*DATA EXTRACT:*
use chrono::{DateTime, Utc};
use serde::{Deserialize, Serialize};
use std::collections::HashSet;

/// Тип файла договора
#[derive(Debug, Clone, Copy, PartialEq, Eq, Hash, Serialize, Deserialize)]
#[serde(rename_all = "lowercase")]
pub enum ContractFileKind {
    /// Подписанный PDF договора
    Pdf,
    /// Приложение
    Attachment,
    /// Лист проверки подписи
    Verification,
}

impl ContractFileKind {
    pub fn as_str(&self) -> &'static str {
        match self {
            ContractFileKind::Pdf => "pdf",
            ContractFileKind::Attachment => "attachment",
            ContractFileKind::Verification => "verification",
        }
    }

    pub fn from_str_opt(s: &str) -> Option<Self> {
        match s {
            "pdf" => Some(ContractFileKind::Pdf),
            "attachment" => Some(ContractFileKind::Attachment),
            "verification" => Some(ContractFileKind::Verification),
            _ => None,
        }
    }

    pub fn label(&self) -> &'static str {
        match self {
            ContractFileKind::Pdf => "PDF",
            ContractFileKind::Attachment => "Приложение",
            ContractFileKind::Verification => "Проверка подписи",
        }
    }
}

/// Статус загрузки файла в локальное хранилище
#[derive(Debug, Clone, Copy, PartialEq, Eq, Hash, Serialize, Deserialize)]
#[serde(rename_all = "lowercase")]
pub enum DownloadStatus {
    Pending,
    Downloading,
    Completed,
    Failed,
}

impl DownloadStatus {
    pub fn as_str(&self) -> &'static str {
        match self {
            DownloadStatus::Pending => "pending",
            DownloadStatus::Downloading => "downloading",
            DownloadStatus::Completed => "completed",
            DownloadStatus::Failed => "failed",
        }
    }

    pub fn from_str_opt(s: &str) -> Option<Self> {
        match s {
            "pending" => Some(DownloadStatus::Pending),
            "downloading" => Some(DownloadStatus::Downloading),
            "completed" => Some(DownloadStatus::Completed),
            "failed" => Some(DownloadStatus::Failed),
            _ => None,
        }
    }

    pub fn label(&self) -> &'static str {
        match self {
            DownloadStatus::Pending => "Не загружен",
            DownloadStatus::Downloading => "Загружается",
            DownloadStatus::Completed => "Загружен",
            DownloadStatus::Failed => "Ошибка",
        }
    }
}

/// Файл, связанный с договором (зеркало документа из сервиса электронной подписи)
#[derive(Debug, Clone, PartialEq, Serialize, Deserialize)]
pub struct ContractFile {
    pub id: String,

    #[serde(rename = "contractId")]
    pub contract_id: String,

    /// Идентификатор файла во внешнем сервисе
    #[serde(rename = "externalFileId")]
    pub external_file_id: String,

    pub name: String,
    pub kind: ContractFileKind,

    #[serde(rename = "downloadStatus")]
    pub download_status: DownloadStatus,

    /// Размер в байтах (0, пока файл не зеркалирован)
    pub size: i64,

    #[serde(rename = "downloadedAt", default)]
    pub downloaded_at: Option<DateTime<Utc>>,

    #[serde(rename = "createdAt")]
    pub created_at: DateTime<Utc>,
}

impl ContractFile {
    /// Ключ уникальности: (договор, внешний id файла)
    pub fn dedup_key(&self) -> (&str, &str) {
        (&self.contract_id, &self.external_file_id)
    }
}

/// Оставляет не более одного файла на пару (договор, внешний id файла).
/// Побеждает первое вхождение, порядок сохраняется.
pub fn dedup_by_external_id(files: Vec<ContractFile>) -> Vec<ContractFile> {
    let mut seen: HashSet<(String, String)> = HashSet::new();
    files
        .into_iter()
        .filter(|f| {
            let (contract_id, external_id) = f.dedup_key();
            seen.insert((contract_id.to_string(), external_id.to_string()))
        })
        .collect()
}

/// Способ выдачи содержимого файла
#[derive(Debug, Clone, Copy, PartialEq, Eq, Hash, Serialize, Deserialize)]
#[serde(rename_all = "lowercase")]
pub enum FileDisposition {
    /// Скачивание (подтверждает загрузку)
    Attachment,
    /// Просмотр в браузере (статус не меняется)
    Inline,
}

impl FileDisposition {
    pub fn as_str(&self) -> &'static str {
        match self {
            FileDisposition::Attachment => "attachment",
            FileDisposition::Inline => "inline",
        }
    }

    pub fn from_str_opt(s: &str) -> Option<Self> {
        match s {
            "attachment" => Some(FileDisposition::Attachment),
            "inline" => Some(FileDisposition::Inline),
            _ => None,
        }
    }
}

/// Запрос временной ссылки на файл
#[derive(Debug, Clone, Copy, Serialize, Deserialize)]
pub struct FileLinkRequest {
    pub disposition: FileDisposition,
}

/// Временная подписанная ссылка на содержимое файла
#[derive(Debug, Clone, PartialEq, Serialize, Deserialize)]
pub struct FileLink {
    /// Путь относительно API (например, "/api/contract_file/{id}/content?...")
    pub url: String,
    #[serde(rename = "expiresAt")]
    pub expires_at: DateTime<Utc>,
}

/// Событие канала подписки на изменения файлов
#[derive(Debug, Clone, PartialEq, Serialize, Deserialize)]
#[serde(tag = "type", rename_all = "snake_case")]
pub enum ContractFileEvent {
    /// Новый файл договора. Только идентификаторы: канал публичный,
    /// клиент перечитывает список файлов сам.
    Added { file_id: String, contract_id: String },
    /// Сервер подтвердил смену статуса загрузки
    StatusChanged {
        file_id: String,
        contract_id: String,
        status: DownloadStatus,
        #[serde(default)]
        downloaded_at: Option<DateTime<Utc>>,
        #[serde(default)]
        size: Option<i64>,
    },
    /// Файл удалён
    Removed { file_id: String, contract_id: String },
}

impl ContractFileEvent {
    pub fn contract_id(&self) -> &str {
        match self {
            ContractFileEvent::Added { contract_id, .. } => contract_id,
            ContractFileEvent::StatusChanged { contract_id, .. } => contract_id,
            ContractFileEvent::Removed { contract_id, .. } => contract_id,
        }
    }
}

/// Результат синхронизации файлов с сервисом подписи
#[derive(Debug, Clone, Default, Serialize, Deserialize)]
pub struct FileSyncResult {
    pub fetched: usize,
    pub inserted: usize,
    pub duplicates: usize,
}

#[cfg(test)]
mod tests {
    use super::*;

    fn file(id: &str, contract: &str, ext: &str) -> ContractFile {
        ContractFile {
            id: id.into(),
            contract_id: contract.into(),
            external_file_id: ext.into(),
            name: format!("{}.pdf", id),
            kind: ContractFileKind::Pdf,
            download_status: DownloadStatus::Pending,
            size: 0,
            downloaded_at: None,
            created_at: Utc::now(),
        }
    }

    #[test]
    fn test_dedup_keeps_first_occurrence() {
        let files = vec![
            file("a", "c1", "x"),
            file("b", "c1", "y"),
            file("c", "c1", "x"),
        ];
        let result = dedup_by_external_id(files);
        let ids: Vec<&str> = result.iter().map(|f| f.id.as_str()).collect();
        assert_eq!(ids, vec!["a", "b"]);
    }

    #[test]
    fn test_dedup_is_scoped_by_contract() {
        let files = vec![file("a", "c1", "x"), file("b", "c2", "x")];
        assert_eq!(dedup_by_external_id(files).len(), 2);
    }

    #[test]
    fn test_event_wire_format() {
        let event = ContractFileEvent::Removed {
            file_id: "f".into(),
            contract_id: "c".into(),
        };
        let json = serde_json::to_value(&event).unwrap();
        assert_eq!(json["type"], "removed");
        assert_eq!(event.contract_id(), "c");

        let parsed: ContractFileEvent = serde_json::from_str(
            r#"{"type":"status_changed","file_id":"f","contract_id":"c","status":"completed"}"#,
        )
        .unwrap();
        match parsed {
            ContractFileEvent::StatusChanged { status, downloaded_at, .. } => {
                assert_eq!(status, DownloadStatus::Completed);
                assert!(downloaded_at.is_none());
            }
            other => panic!("unexpected event: {:?}", other),
        }
    }

    #[test]
    fn test_added_event_carries_ids_only() {
        let event = ContractFileEvent::Added {
            file_id: "f".into(),
            contract_id: "c".into(),
        };
        let json = serde_json::to_value(&event).unwrap();
        assert_eq!(
            json,
            serde_json::json!({"type": "added", "file_id": "f", "contract_id": "c"})
        );
        assert_eq!(event.contract_id(), "c");
    }
}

*WHAT THE TASK ASKS:* Read through the entries and copy each line in which "type" appears.

*SOLUTION FOR THIS PROBLEM:*
#[serde(tag = "type", rename_all = "snake_case")]
        assert_eq!(json["type"], "removed");
            r#"{"type":"status_changed","file_id":"f","contract_id":"c","status":"completed"}"#,
            serde_json::json!({"type": "added", "file_id": "f", "contract_id": "c"})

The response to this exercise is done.